Segment Open

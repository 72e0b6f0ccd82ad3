mod config;
pub mod engine_state;
pub mod session_store;

pub use config::{Config, NotificationsConfig, TimerConfig};
pub use engine_state::EngineStateStore;
pub use session_store::SessionStore;

use std::fs::{self, File};
use std::io::Write;
use std::path::{Path, PathBuf};

use serde::de::DeserializeOwned;

use crate::error::StoreError;

/// Returns the per-application data directory.
///
/// `POMOTIMER_DATA_DIR` wins when set. Otherwise `~/.config/pomotimer[-dev]/`,
/// where the `-dev` suffix is used when `POMOTIMER_ENV=dev`.
///
/// The directory is not created here; writers create it on demand.
pub fn data_dir() -> PathBuf {
    if let Some(dir) = std::env::var_os("POMOTIMER_DATA_DIR") {
        return PathBuf::from(dir);
    }

    let base_dir = dirs::home_dir()
        .unwrap_or_else(|| PathBuf::from("."))
        .join(".config");

    let env = std::env::var("POMOTIMER_ENV").unwrap_or_else(|_| "production".to_string());

    if env == "dev" {
        base_dir.join("pomotimer-dev")
    } else {
        base_dir.join("pomotimer")
    }
}

/// Replace `path` with `contents` in one step.
///
/// Writes a sibling temp file, fsyncs it and renames it over the target, so
/// readers observe either the previous content or the new content in full.
/// Parent directories are created as needed.
pub(crate) fn write_atomic(path: &Path, contents: &[u8]) -> Result<(), StoreError> {
    let parent = path
        .parent()
        .ok_or_else(|| StoreError::InvalidPath(path.to_path_buf()))?;
    let file_name = path
        .file_name()
        .ok_or_else(|| StoreError::InvalidPath(path.to_path_buf()))?;

    let write_err = |source| StoreError::WriteFailed {
        path: path.to_path_buf(),
        source,
    };

    if !parent.as_os_str().is_empty() {
        fs::create_dir_all(parent).map_err(write_err)?;
    }

    let mut tmp_name = file_name.to_os_string();
    tmp_name.push(".tmp");
    let tmp_path = parent.join(tmp_name);

    let result = (|| {
        let mut tmp = File::create(&tmp_path)?;
        tmp.write_all(contents)?;
        tmp.sync_all()?;
        drop(tmp);
        fs::rename(&tmp_path, path)
    })();

    if result.is_err() {
        let _ = fs::remove_file(&tmp_path);
    }
    result.map_err(write_err)
}

/// Read and decode a JSON file. `Ok(None)` when the file does not exist.
pub(crate) fn read_json<T: DeserializeOwned>(path: &Path) -> Result<Option<T>, StoreError> {
    let content = match fs::read_to_string(path) {
        Ok(content) => content,
        Err(e) if e.kind() == std::io::ErrorKind::NotFound => return Ok(None),
        Err(source) => {
            return Err(StoreError::ReadFailed {
                path: path.to_path_buf(),
                source,
            })
        }
    };

    serde_json::from_str(&content)
        .map(Some)
        .map_err(|source| StoreError::Malformed {
            path: path.to_path_buf(),
            source,
        })
}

Segment Closed

*Work instructions*: Show every line in the listing above that carries the word "StoreError".

*Solution for this task*:
use crate::error::StoreError;
pub(crate) fn write_atomic(path: &Path, contents: &[u8]) -> Result<(), StoreError> {
        .ok_or_else(|| StoreError::InvalidPath(path.to_path_buf()))?;
        .ok_or_else(|| StoreError::InvalidPath(path.to_path_buf()))?;
    let write_err = |source| StoreError::WriteFailed {
pub(crate) fn read_json<T: DeserializeOwned>(path: &Path) -> Result<Option<T>, StoreError> {
            return Err(StoreError::ReadFailed {
        .map_err(|source| StoreError::Malformed {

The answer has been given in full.